Plenarföredrag på NKRF8

Laurie Gries.jpgLaurie Gries (PhD, Syracuse University) is an associate professor with a joint appointment in the Program for Writing and Rhetoric and the Department of Communication as well as a faculty fellow of ATLAS and an affiliate faculty member in English at the University of Colorado Boulder. In relation to visual rhetoric, Laurie studies how images circulate, transform, and contribute to collective life and has developed a digital research method called iconographic tracking to help do this research. Laurie’s current work attempts to account for the rhetoricity that emerges between self and others in environmentally stressed and toxic landscapes.

https://www.colorado.edu/cmci/people/communication/laurie-gries


The Swastika Counter: A Rhetorical Data Studies Approach for Studying and Enacting Activism in an era of Ongoing White Supremacy

In recent years, data activism (Milan and Gutiérrez, 2015) has become a promising means of making visible contemporary injustices that take place within and across national borders and mobilizing social action. In this presentation, I forward “rhetorical data studies” as a productive methodology for both studying and generating data activist tactics with persuasive potential to generate actionable insights and tools (Gregg and Nafus 2017) that can account for (and hopefully intervene in) pressing socio-political problems. To explicate this approach, I weave visual rhetorical studies, critical data studies, and critical race theory to theorize the connections between the racial politics of circulation (Gries and Bratta 2019) and the visual politics of accountability. I then demonstrate not only how such approach can be deployed to study how others have put data activist rhetorics to work for their own social justice purposes but also how I have used this approach to generate The Swastika Counter, a digital public humanities project that aims to create reliable data about low level incidents of racialized hate across the United States. Ultimately, I insist that as we begin to focus more intently on how rhetoric moves beyond borders in an age of ongoing white supremacy, we, as rhetoric scholars, ought to be concerned with not just developing new ways to study such movement but also with using our rhetorical expertise to develop new means of making such movement possible.

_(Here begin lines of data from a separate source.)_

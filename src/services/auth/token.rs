use actix_web::{HttpRequest, HttpResponse, Result as ActixResult};
use tracing::info;

use super::AuthService;
use crate::middlewares::RequireSession;
use crate::models::{
    ApiResponse, ErrorCode,
    auth::{LoginResponse, RefreshRequest},
};

pub async fn handle_refresh(
    service: &AuthService,
    refresh_request: RefreshRequest,
    request: &HttpRequest,
) -> ActixResult<HttpResponse> {
    if refresh_request.refresh_token.trim().is_empty() {
        return Ok(HttpResponse::BadRequest().json(ApiResponse::error_empty(
            ErrorCode::BadRequest,
            "Refresh token is required",
        )));
    }

    // 带着旧的 access token 时一并失效
    let previous = RequireSession::bearer_token(request);
    let sessions = service.get_sessions(request);
    match sessions
        .refresh(refresh_request.refresh_token.trim(), previous.as_deref())
        .await
    {
        Ok((session, user)) => {
            let response = LoginResponse {
                access_token: session.access_token,
                refresh_token: session.refresh_token,
                expires_in: session.expires_in,
                user,
            };
            Ok(HttpResponse::Ok().json(ApiResponse::success(response, "Session refreshed")))
        }
        Err(e) => {
            info!("Session refresh rejected: {}", e);
            Ok(HttpResponse::Unauthorized().json(ApiResponse::error_empty(
                ErrorCode::SessionExpired,
                "Session expired, please sign in again",
            )))
        }
    }
}

pub async fn handle_me(request: &HttpRequest) -> ActixResult<HttpResponse> {
    match RequireSession::extract_user(request) {
        Some(user) => Ok(HttpResponse::Ok().json(ApiResponse::success(user, "Current user"))),
        None => Ok(HttpResponse::Unauthorized().json(ApiResponse::error_empty(
            ErrorCode::Unauthorized,
            "Authentication required",
        ))),
    }
}
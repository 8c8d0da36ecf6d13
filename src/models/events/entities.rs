use serde::{Deserialize, Serialize};

// 日程类别
#[derive(Debug, Clone, Copy, Serialize, Deserialize, PartialEq, Eq, Default)]
#[serde(rename_all = "SCREAMING_SNAKE_CASE")]
pub enum EventCategory {
    #[default]
    Exam,
    Review,
    Activity,
    Other,
}

impl EventCategory {
    pub fn all() -> &'static [EventCategory] {
        &[
            EventCategory::Exam,
            EventCategory::Review,
            EventCategory::Activity,
            EventCategory::Other,
        ]
    }

    pub fn label(&self) -> &'static str {
        match self {
            EventCategory::Exam => "Exam",
            EventCategory::Review => "Review",
            EventCategory::Activity => "Activity",
            EventCategory::Other => "Other",
        }
    }
}

// 日程（应用侧字段名）
#[derive(Debug, Clone, Serialize, Deserialize, PartialEq)]
#[serde(rename_all = "camelCase")]
pub struct CalendarEvent {
    pub id: String,
    pub title: String,
    pub description: String,
    pub start: String,
    pub end: String,
    #[serde(rename = "type")]
    pub category: EventCategory,
    pub subject: Option<String>,
    pub created_by: String,
}

// 新建日程
#[derive(Debug, Clone)]
pub struct NewEvent {
    pub title: String,
    pub description: String,
    pub start: String,
    pub end: String,
    pub category: EventCategory,
    pub subject: Option<String>,
    pub created_by: String,
}
pub mod save;

use actix_web::{HttpRequest, HttpResponse, Result as ActixResult};
use tracing::{error, info, warn};

use crate::baas::Backend;
use crate::models::{
    ApiResponse,
    students::{SaveStudentRequest, Student, StudentListQuery},
};

pub struct StudentService {
    backend: Option<Backend>,
}

/// 按姓名或邮箱搜索（忽略大小写）
pub fn search_students(students: Vec<Student>, search: Option<&str>) -> Vec<Student> {
    let Some(needle) = search
        .map(|s| s.trim().to_lowercase())
        .filter(|s| !s.is_empty())
    else {
        return students;
    };
    students
        .into_iter()
        .filter(|s| {
            s.name.to_lowercase().contains(&needle) || s.email.to_lowercase().contains(&needle)
        })
        .collect()
}

impl StudentService {
    pub fn new_lazy() -> Self {
        Self { backend: None }
    }

    pub(crate) fn get_backend(&self, request: &HttpRequest) -> Backend {
        super::resolve_backend(&self.backend, request)
    }

    // 学生名册
    pub async fn list(
        &self,
        query: StudentListQuery,
        request: &HttpRequest,
    ) -> ActixResult<HttpResponse> {
        let students = self
            .get_backend(request)
            .storage
            .list_students()
            .await
            .unwrap_or_else(|e| {
                warn!("Failed to list students: {}", e);
                Vec::new()
            });
        let students = search_students(students, query.search.as_deref());
        Ok(HttpResponse::Ok().json(ApiResponse::success(students, "Students loaded")))
    }

    // 新建或更新学生
    pub async fn save(
        &self,
        save_request: SaveStudentRequest,
        request: &HttpRequest,
    ) -> ActixResult<HttpResponse> {
        save::handle_save(self, save_request, request).await
    }

    // 删除学生：失败只记录，仍返回成功
    pub async fn delete(&self, id: &str, request: &HttpRequest) -> ActixResult<HttpResponse> {
        match self.get_backend(request).storage.delete_student(id).await {
            Ok(()) => info!("Student {} deleted", id),
            Err(e) => error!("Failed to delete student {}: {}", id, e),
        }
        Ok(HttpResponse::Ok().json(ApiResponse::success_empty("Student deleted")))
    }
}
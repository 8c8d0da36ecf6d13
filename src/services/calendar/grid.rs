//! 月历网格
//!
//! 从包含当月 1 日那一周的周日，到包含当月最后一天那一周的周六。
//! 日程按开始时间所在的本地日期归入某一天，不做跨天展开。

use std::collections::HashMap;

use chrono::{Datelike, Duration, Months, NaiveDate};

use crate::models::events::{CalendarDay, CalendarEvent, CalendarMonthResponse};
use crate::utils::{PortalClock, default_slot};

/// 网格的第一天与最后一天（含）
pub fn month_span(reference: NaiveDate) -> (NaiveDate, NaiveDate) {
    let first = reference.with_day(1).unwrap_or(reference);
    let last = first
        .checked_add_months(Months::new(1))
        .and_then(|next| next.pred_opt())
        .unwrap_or(first);

    let start = first - Duration::days(first.weekday().num_days_from_sunday() as i64);
    let end = last + Duration::days(6 - last.weekday().num_days_from_sunday() as i64);
    (start, end)
}

pub fn build_month_grid(
    reference: NaiveDate,
    today: NaiveDate,
    events: &[CalendarEvent],
    clock: &PortalClock,
) -> CalendarMonthResponse {
    let (start, end) = month_span(reference);

    // 无法解析开始时间的日程不出现在网格中
    let mut by_day: HashMap<NaiveDate, Vec<(i64, CalendarEvent)>> = HashMap::new();
    for event in events {
        if let Some(at) = clock.parse(&event.start) {
            let day = at.date_naive();
            if day >= start && day <= end {
                by_day
                    .entry(day)
                    .or_default()
                    .push((at.timestamp_millis(), event.clone()));
            }
        }
    }

    let days = start
        .iter_days()
        .take_while(|day| *day <= end)
        .map(|day| {
            let mut day_events = by_day.remove(&day).unwrap_or_default();
            day_events.sort_by_key(|(at, _)| *at);
            let (default_start, default_end) = default_slot(day);
            CalendarDay {
                date: day,
                in_month: day.month() == reference.month() && day.year() == reference.year(),
                is_today: day == today,
                events: day_events.into_iter().map(|(_, event)| event).collect(),
                default_start,
                default_end,
            }
        })
        .collect();

    CalendarMonthResponse {
        year: reference.year(),
        month: reference.month(),
        today,
        days,
    }
}

#[cfg(test)]
mod tests {
    use super::*;
    use crate::models::events::EventCategory;

    fn date(y: i32, m: u32, d: u32) -> NaiveDate {
        NaiveDate::from_ymd_opt(y, m, d).unwrap()
    }

    fn event(id: &str, start: &str) -> CalendarEvent {
        CalendarEvent {
            id: id.to_string(),
            title: format!("Event {id}"),
            description: String::new(),
            start: start.to_string(),
            end: start.to_string(),
            category: EventCategory::Exam,
            subject: None,
            created_by: "u-teacher-1".to_string(),
        }
    }

    #[test]
    fn test_span_covers_whole_weeks() {
        // 2024-05-01 是周三，2024-05-31 是周五
        let (start, end) = month_span(date(2024, 5, 17));
        assert_eq!(start, date(2024, 4, 28));
        assert_eq!(end, date(2024, 6, 1));
    }

    #[test]
    fn test_grid_is_whole_weeks_containing_month() {
        let clock = PortalClock::utc();
        for month in 1..=12 {
            let reference = date(2025, month, 10);
            let grid = build_month_grid(reference, reference, &[], &clock);
            assert_eq!(grid.days.len() % 7, 0);

            let first = reference.with_day(1).unwrap();
            let last = first.checked_add_months(Months::new(1)).unwrap().pred_opt().unwrap();
            assert!(grid.days.iter().any(|d| d.date == first && d.in_month));
            assert!(grid.days.iter().any(|d| d.date == last && d.in_month));
            assert_eq!(grid.days[0].date.weekday(), chrono::Weekday::Sun);
        }
    }

    #[test]
    fn test_month_starting_on_sunday() {
        // 2024-09-01 是周日
        let (start, _) = month_span(date(2024, 9, 1));
        assert_eq!(start, date(2024, 9, 1));
    }

    #[test]
    fn test_events_placed_by_local_start_date() {
        let clock = PortalClock::from_offset_minutes(-180);
        let events = vec![
            event("late", "2024-05-10T16:00"),
            event("early", "2024-05-10T08:00"),
            // UTC 02:00 在 UTC-3 是前一天
            event("shifted", "2024-05-11T02:00:00Z"),
            event("broken", "someday"),
        ];
        let grid = build_month_grid(date(2024, 5, 1), date(2024, 5, 2), &events, &clock);

        let tenth = grid.days.iter().find(|d| d.date == date(2024, 5, 10)).unwrap();
        let ids: Vec<&str> = tenth.events.iter().map(|e| e.id.as_str()).collect();
        assert_eq!(ids, vec!["early", "late", "shifted"]);
        assert_eq!(tenth.default_start, "2024-05-10T09:00");

        let total: usize = grid.days.iter().map(|d| d.events.len()).sum();
        assert_eq!(total, 3);
        assert!(grid.days.iter().find(|d| d.date == date(2024, 5, 2)).unwrap().is_today);
    }
}
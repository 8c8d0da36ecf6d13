use serde::Deserialize;

// 资料列表筛选
#[derive(Debug, Clone, Default, Deserialize)]
pub struct MaterialListQuery {
    // 按标题搜索（忽略大小写）
    pub search: Option<String>,
    // 按学科筛选，"all" 或空表示不筛选
    pub subject: Option<String>,
}
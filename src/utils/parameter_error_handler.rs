use actix_web::error::{InternalError, JsonPayloadError, QueryPayloadError};
use actix_web::{HttpRequest, HttpResponse};
use tracing::debug;

use crate::models::{ApiResponse, ErrorCode};

// JSON 请求体解析失败
pub fn json_error_handler(err: JsonPayloadError, req: &HttpRequest) -> actix_web::Error {
    debug!("Invalid JSON payload for {}: {}", req.path(), err);
    let message = format!("Invalid JSON payload: {err}");
    InternalError::from_response(
        err,
        HttpResponse::BadRequest().json(ApiResponse::error_empty(ErrorCode::BadRequest, message)),
    )
    .into()
}

// 查询参数解析失败
pub fn query_error_handler(err: QueryPayloadError, req: &HttpRequest) -> actix_web::Error {
    debug!("Invalid query parameters for {}: {}", req.path(), err);
    let message = format!("Invalid query parameters: {err}");
    InternalError::from_response(
        err,
        HttpResponse::BadRequest().json(ApiResponse::error_empty(ErrorCode::BadRequest, message)),
    )
    .into()
}
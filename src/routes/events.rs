use actix_web::{HttpRequest, HttpResponse, Result as ActixResult, guard, web};
use once_cell::sync::Lazy;

use crate::middlewares;
use crate::models::events::{CalendarQuery, CreateEventRequest};
use crate::models::users::entities::UserRole;
use crate::services::{CalendarService, EventService};
use crate::utils::SafeRecordId;

// 懒加载的全局服务实例
static EVENT_SERVICE: Lazy<EventService> = Lazy::new(EventService::new_lazy);
static CALENDAR_SERVICE: Lazy<CalendarService> = Lazy::new(CalendarService::new_lazy);

pub async fn list_events(req: HttpRequest) -> ActixResult<HttpResponse> {
    EVENT_SERVICE.list(&req).await
}

pub async fn create_event(
    req: HttpRequest,
    event_data: web::Json<CreateEventRequest>,
) -> ActixResult<HttpResponse> {
    EVENT_SERVICE.create(event_data.into_inner(), &req).await
}

pub async fn delete_event(req: HttpRequest, id: SafeRecordId) -> ActixResult<HttpResponse> {
    EVENT_SERVICE.delete(&id.0, &req).await
}

pub async fn calendar_month(
    req: HttpRequest,
    query: web::Query<CalendarQuery>,
) -> ActixResult<HttpResponse> {
    CALENDAR_SERVICE.month(query.into_inner(), &req).await
}

pub async fn list_subjects() -> ActixResult<HttpResponse> {
    CALENDAR_SERVICE.subjects().await
}

// 配置路由
pub fn configure_event_routes(cfg: &mut web::ServiceConfig) {
    cfg.service(
        web::scope("/api/v1/events")
            .wrap(middlewares::RequireSession)
            .service(
                web::resource("")
                    .guard(guard::Get())
                    .route(web::get().to(list_events)),
            )
            .service(
                web::resource("")
                    .guard(guard::Post())
                    .wrap(middlewares::RequireRole::new(&UserRole::Teacher))
                    .route(web::post().to(create_event)),
            )
            .service(
                web::resource("/{id}")
                    .wrap(middlewares::RequireRole::new(&UserRole::Teacher))
                    .route(web::delete().to(delete_event)),
            ),
    )
    .service(
        web::resource("/api/v1/calendar")
            .wrap(middlewares::RequireSession)
            .route(web::get().to(calendar_month)),
    )
    .service(
        web::resource("/api/v1/subjects")
            .wrap(middlewares::RequireSession)
            .route(web::get().to(list_subjects)),
    );
}
pub mod clock;
pub mod extractor;
pub mod file_magic;
pub mod parameter_error_handler;
pub mod validate;

pub use clock::{PortalClock, default_slot};
pub use extractor::{SafeRecordId, SafeShellId};
pub use file_magic::content_matches_kind;
pub use parameter_error_handler::json_error_handler;
pub use parameter_error_handler::query_error_handler;
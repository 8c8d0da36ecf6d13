use serde::{Deserialize, Serialize};

use crate::models::common::deserialize_id;

// 学生名册记录
#[derive(Debug, Clone, Serialize, Deserialize, PartialEq)]
pub struct Student {
    #[serde(deserialize_with = "deserialize_id")]
    pub id: String,
    pub name: String,
    pub email: String,
    #[serde(default)]
    pub class: String,
}

// 写入存储的字段
#[derive(Debug, Clone, Serialize, PartialEq)]
pub struct StudentPayload {
    pub name: String,
    pub email: String,
    pub class: String,
}
pub mod entities;
pub mod requests;
pub mod responses;

pub use entities::{AuthSession, AuthUser, UserMetadata};
pub use requests::{LoginRequest, RefreshRequest};
pub use responses::LoginResponse;
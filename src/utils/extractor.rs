//! 路径参数安全提取器

use actix_web::error::InternalError;
use actix_web::{FromRequest, HttpRequest, HttpResponse, dev::Payload};
use futures_util::future::{Ready, ready};
use once_cell::sync::Lazy;
use regex::Regex;

use crate::models::{ApiResponse, ErrorCode};

static RECORD_ID_RE: Lazy<Regex> =
    Lazy::new(|| Regex::new(r"^[A-Za-z0-9_-]{1,64}$").expect("Invalid record id regex"));

fn invalid_path(message: &'static str) -> actix_web::Error {
    InternalError::from_response(
        message,
        HttpResponse::BadRequest().json(ApiResponse::error_empty(ErrorCode::BadRequest, message)),
    )
    .into()
}

/// 路径中的 `{id}`：uuid 或数字主键
#[derive(Debug, Clone, PartialEq)]
pub struct SafeRecordId(pub String);

impl FromRequest for SafeRecordId {
    type Error = actix_web::Error;
    type Future = Ready<Result<Self, Self::Error>>;

    fn from_request(req: &HttpRequest, _: &mut Payload) -> Self::Future {
        let raw = req.match_info().get("id").unwrap_or_default();
        if RECORD_ID_RE.is_match(raw) {
            ready(Ok(SafeRecordId(raw.to_string())))
        } else {
            ready(Err(invalid_path("Invalid record id")))
        }
    }
}

/// 路径中的 `{shell_id}`
#[derive(Debug, Clone, PartialEq)]
pub struct SafeShellId(pub String);

impl FromRequest for SafeShellId {
    type Error = actix_web::Error;
    type Future = Ready<Result<Self, Self::Error>>;

    fn from_request(req: &HttpRequest, _: &mut Payload) -> Self::Future {
        let raw = req.match_info().get("shell_id").unwrap_or_default();
        if RECORD_ID_RE.is_match(raw) {
            ready(Ok(SafeShellId(raw.to_string())))
        } else {
            ready(Err(invalid_path("Invalid shell id")))
        }
    }
}
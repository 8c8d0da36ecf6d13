use serde::Serialize;

use crate::models::users::entities::PortalUser;

// 登录/刷新响应
#[derive(Debug, Clone, Serialize)]
pub struct LoginResponse {
    pub access_token: String,
    pub refresh_token: String,
    pub expires_in: i64,
    pub user: PortalUser,
}
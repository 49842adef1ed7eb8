pub mod attestation;
pub mod cli;
pub mod config;
pub mod consumer;
pub mod transport;
pub mod workflow;

#[cfg(test)]
mod mock;
use serde::Deserialize;
use serde_json::json;

use super::{prepare::verifier_path, AttestationError, EncodedRequest, RoundId, Submission};
use crate::transport::HttpTransport;

const LOG_TARGET: &str = "submit";

#[derive(Debug, Deserialize)]
#[serde(rename_all = "camelCase")]
struct SubmitResponse {
    round_id: Option<i64>,
}

/// Hands an encoded request to the verifier and learns which round it lands in.
///
/// Submissions are not retried: the server gives no idempotency guarantee.
#[derive(Debug, Clone)]
pub struct RequestSubmitter {
    transport: HttpTransport,
    chain: String,
    attestation_type: String,
}

impl RequestSubmitter {
    pub fn new(
        transport: HttpTransport,
        chain: impl Into<String>,
        attestation_type: impl Into<String>,
    ) -> Self {
        Self {
            transport,
            chain: chain.into(),
            attestation_type: attestation_type.into(),
        }
    }

    pub async fn submit(&self, encoded: EncodedRequest) -> Result<Submission, AttestationError> {
        let path = verifier_path(&self.chain, &self.attestation_type, "submitRequest");
        log::info!(target: LOG_TARGET, "submitting {:?}", encoded);

        let response = self
            .transport
            .post_json(&path, &json!({ "abiEncodedRequest": encoded.as_str() }))
            .await?;
        if !response.is_success() {
            return Err(response.classify_failure());
        }

        let parsed: SubmitResponse = response.json().map_err(|e| {
            log::error!(target: LOG_TARGET, "verifier answered {} with a non-JSON body", response.status);
            AttestationError::MalformedResponse(format!("submitRequest body is not JSON: {e}"))
        })?;
        if let Some(failure) = response.embedded_failure() {
            return Err(failure);
        }
        let raw = parsed.round_id.ok_or_else(|| {
            AttestationError::MalformedResponse("submitRequest response has no roundId".to_owned())
        })?;
        let round = RoundId::from_raw(raw)?;

        log::info!(target: LOG_TARGET, "request accepted in round {}", round);
        Ok(Submission::new(encoded, round))
    }
}
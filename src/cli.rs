use std::{path::PathBuf, time::Duration};

use anyhow::{bail, Result};
use clap::{Parser, ValueEnum};
use colored::Colorize;
use url::Url;

use crate::{
    attestation::{
        AttestationError, AttestationRequest, BodyLayout, PollPolicy, Submission,
        TransactionParams,
    },
    config::ClientConfig,
    consumer::{FileSink, ProofSink, StdoutSink},
    transport::{AuthScheme, ServiceConfig, TransportConfig, DEFAULT_API_KEY_HEADER},
    workflow::{AttestationClient, Completed, WorkflowError},
};

/// Exit code for bad arguments or configuration.
const EXIT_USAGE: u8 = 1;
/// Exit code when interrupted with Ctrl-C.
const EXIT_INTERRUPTED: u8 = 130;

#[derive(Debug, Clone, Copy, PartialEq, Eq, ValueEnum)]
pub enum AuthArg {
    ApiKey,
    Bearer,
    None,
}

#[derive(Debug, Clone, Copy, PartialEq, Eq, ValueEnum)]
pub enum LayoutArg {
    Envelope,
    Bare,
}

#[derive(Parser, Debug)]
#[command(author, version, about = "request an attestation and fetch its proof", long_about = None)]
pub struct AttestArgs {
    /// transaction hash to attest; not needed with --resume-round
    #[arg(required_unless_present = "resume_round")]
    transaction_hash: Option<String>,

    #[arg(long = "verifier-url", env = "VERIFIER_URL")]
    verifier_url: Url,

    #[arg(long = "verifier-api-key", env = "VERIFIER_API_KEY", hide_env_values = true)]
    verifier_api_key: Option<String>,

    #[arg(long = "verifier-auth", value_enum, default_value = "api-key")]
    verifier_auth: AuthArg,

    /// header carrying the key when the auth scheme is api-key
    #[arg(long = "api-key-header", default_value = DEFAULT_API_KEY_HEADER)]
    api_key_header: String,

    #[arg(long = "da-layer-url", env = "DA_LAYER_URL")]
    da_layer_url: Url,

    #[arg(long = "da-layer-api-key", env = "DA_LAYER_API_KEY", hide_env_values = true)]
    da_layer_api_key: Option<String>,

    #[arg(long = "da-layer-auth", value_enum, default_value = "none")]
    da_layer_auth: AuthArg,

    #[arg(long, env = "ATTESTATION_CHAIN", default_value = "eth")]
    chain: String,

    #[arg(long = "attestation-type", default_value = "EVMTransaction")]
    attestation_type: String,

    #[arg(long = "source-id", default_value = "testETH")]
    source_id: String,

    #[arg(long = "body-layout", value_enum, default_value = "envelope")]
    body_layout: LayoutArg,

    #[arg(long = "required-confirmations", default_value = "1")]
    required_confirmations: u32,

    #[arg(long = "no-input")]
    no_input: bool,

    #[arg(long = "no-events")]
    no_events: bool,

    #[arg(long = "log-index")]
    log_indices: Vec<u32>,

    /// ABI type of the response, e.g. "tuple(address,uint256,uint256)"
    #[arg(long = "decode-schema")]
    decode_schema: Option<String>,

    /// write the verification call here instead of stdout
    #[arg(short, long)]
    output: Option<PathBuf>,

    /// seconds
    #[arg(long = "request-timeout", default_value = "30")]
    request_timeout: u64,

    /// seconds to wait before the first proof request
    #[arg(long = "initial-wait", default_value = "0")]
    initial_wait: u64,

    /// seconds
    #[arg(long = "poll-interval", default_value = "5")]
    poll_interval: u64,

    /// seconds
    #[arg(long = "max-poll-interval", default_value = "30")]
    max_poll_interval: u64,

    #[arg(long = "max-attempts", default_value = "20")]
    max_attempts: u32,

    /// seconds
    #[arg(long = "poll-deadline", default_value = "300")]
    poll_deadline: u64,

    /// round of an earlier submission; skips prepare and submit
    #[arg(long = "resume-round", requires = "encoded_request", allow_negative_numbers = true)]
    resume_round: Option<i64>,

    #[arg(long = "encoded-request", requires = "resume_round")]
    encoded_request: Option<String>,
}

impl AttestArgs {
    pub fn client_config(&self) -> Result<ClientConfig> {
        if self.poll_interval == 0 || self.max_poll_interval < self.poll_interval {
            bail!("poll interval must be positive and not above --max-poll-interval");
        }

        let verifier = ServiceConfig::new(self.verifier_url.clone()).with_auth(
            self.auth_scheme(self.verifier_auth),
            self.verifier_api_key.clone(),
        );
        let da_layer = ServiceConfig::new(self.da_layer_url.clone()).with_auth(
            self.auth_scheme(self.da_layer_auth),
            self.da_layer_api_key.clone(),
        );

        let mut config = ClientConfig::new(verifier, da_layer, &self.chain);
        config.body_layout = match self.body_layout {
            LayoutArg::Envelope => BodyLayout::Envelope,
            LayoutArg::Bare => BodyLayout::Bare,
        };
        config.transport = TransportConfig {
            timeout: Duration::from_secs(self.request_timeout),
            ..TransportConfig::default()
        };
        config.poll = PollPolicy {
            initial_wait: Duration::from_secs(self.initial_wait),
            initial_delay: Duration::from_secs(self.poll_interval),
            max_delay: Duration::from_secs(self.max_poll_interval),
            max_attempts: self.max_attempts,
            deadline: Duration::from_secs(self.poll_deadline),
            ..PollPolicy::default()
        };
        config.decode_schema = self.decode_schema.clone();
        Ok(config)
    }

    pub fn request(&self) -> Result<AttestationRequest, AttestationError> {
        let hash = self.transaction_hash.as_deref().ok_or_else(|| {
            AttestationError::InvalidRequest("no transaction hash given".to_owned())
        })?;
        let params = TransactionParams {
            required_confirmations: self.required_confirmations,
            provide_input: !self.no_input,
            list_events: !self.no_events,
            log_indices: self.log_indices.clone(),
            ..TransactionParams::new(hash)
        };
        AttestationRequest::transaction(&self.attestation_type, &self.source_id, params)
    }

    fn auth_scheme(&self, arg: AuthArg) -> AuthScheme {
        match arg {
            AuthArg::ApiKey => AuthScheme::ApiKeyHeader(self.api_key_header.clone()),
            AuthArg::Bearer => AuthScheme::Bearer,
            AuthArg::None => AuthScheme::None,
        }
    }

    fn sink(&self) -> Box<dyn ProofSink> {
        match &self.output {
            Some(path) => Box::new(FileSink::new(path)),
            None => Box::new(StdoutSink),
        }
    }
}

/// Runs the workflow described by `args` and returns the process exit code.
pub async fn run(args: AttestArgs) -> u8 {
    let sink = args.sink();
    tokio::select! {
        code = execute(&args, sink.as_ref()) => code,
        _ = tokio::signal::ctrl_c() => {
            eprintln!("{} interrupted", "error:".red().bold());
            EXIT_INTERRUPTED
        }
    }
}

pub(crate) async fn execute(args: &AttestArgs, sink: &dyn ProofSink) -> u8 {
    let config = match args.client_config() {
        Ok(config) => config,
        Err(e) => {
            eprintln!("{} {:#}", "error:".red().bold(), e);
            return EXIT_USAGE;
        }
    };
    let client = match AttestationClient::new(&config) {
        Ok(client) => client,
        Err(e) => return report_failure(&e),
    };

    let result = match (args.resume_round, args.encoded_request.as_deref()) {
        (Some(round), Some(encoded)) => match Submission::resume(encoded, round) {
            Ok(submission) => client.resume(submission, sink).await,
            Err(e) => return report_failure(&e),
        },
        _ => match args.request() {
            Ok(request) => client.run(&request, sink).await,
            Err(e) => return report_failure(&e),
        },
    };

    match result {
        Ok(completed) => {
            report_success(&completed);
            0
        }
        Err(WorkflowError { phase, source, trace }) => {
            for event in trace.events() {
                log::debug!("{} took {:?}: {}", event.phase, event.elapsed, event.detail);
            }
            eprintln!("{} while {}", "failed".red().bold(), phase.to_string().to_lowercase());
            report_failure(&source)
        }
    }
}

fn report_success(completed: &Completed) {
    eprintln!(
        "{} round {}, encoded request {}",
        "attested".green().bold(),
        completed.submission.round(),
        completed.submission.encoded()
    );
    for event in completed.trace.events() {
        log::debug!("{} took {:?}: {}", event.phase, event.elapsed, event.detail);
    }
}

fn report_failure(error: &AttestationError) -> u8 {
    eprintln!("{} {}", "error:".red().bold(), error.diagnosis());
    error.exit_code()
}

Oyvind IhlenDr. Øyvind Ihlen is Professor at the Department of Media and Communication, University of Oslo and co-director of POLKOM – Centre for the Study of Political Communication. He has over 130 publications where he applies theories of rhetoric and sociology to the study of strategic communication. He currently heads two large projects on COVID-19, funded by the Norwegian Research Council.

https://www.hf.uio.no/imk/english/people/aca/oyvindih/  


Pandemic rhetoric: The strategies of the Scandinavian health authorities during the COVID-19 pandemic

Why should people believe what you say? The health authorities also had to ask themselves this basic question during the COVID-19 pandemic. In the complex crisis that arose as a result of the outbreak, there was a large supply of competing perceptions and notions of expertise, character, and benevolence negotiated in traditional and social media. Famously, the Scandinavian countries chose different strategies to deal with the pandemic. While Denmark and Norway adopted strict measures such as lockdown, Sweden chose a strategy that has been called a de facto herd immunity strategy. To some degree, the public health authorities also chose different ethos building strategies. In this presentation, I will discuss the rhetoric of expertise, communication of uncertainty, practices of transparency, as well as the attempts to establish rapport with the public.

Karma R. Chávez web.jpgKarma R. Chávez teaches, writes, and currently serves as chair in the Department of Mexican American and Latina/o Studies at the University of Texas at Austin where she also holds several affiliate faculty appointments. Working with colleagues across UT’s College of Liberal Arts, Karma has been helping to create a new initiative called GRIDS (Gender, Race, Indigeneity, Disability, and Sexuality Studies), designed to foster relationships among those who study these and other systems of power. In the summer of 2019, Karma helped to create the new Michigan State University Press journal, Rhetoric, Politics, and Culture.

https://liberalarts.utexas.edu/mals/faculty/kc32638


Border Rhetorics in Pandemic Times

In this talk, I discuss border rhetorics (rhetoric about borders) and bordering rhetorics (rhetoric that constitutes borders) in the early days of the AIDS pandemic and during the COVID-19 pandemic in the United States. I will argue that HIV/AIDS became an opportunity to enact what I call "alienizing logic," which is the foundational logic that defines US national belonging. In particular, I articulate the ways that alienizing logic rhetorically manifested in calls to quarantine people living with HIV/AIDS inside the US ban those outside from coming in. In the second part of the talk, I consider how disease again became an opportunity to enact alienizing logic as found in rhetoric about asylum seekers at the southern US border during the COVID-19 pandemic. Discussing the border and bordering rhetorics of the two pandemics in relation to one another provides new ways to think about borders through the lens of rhetorical theory and criticism.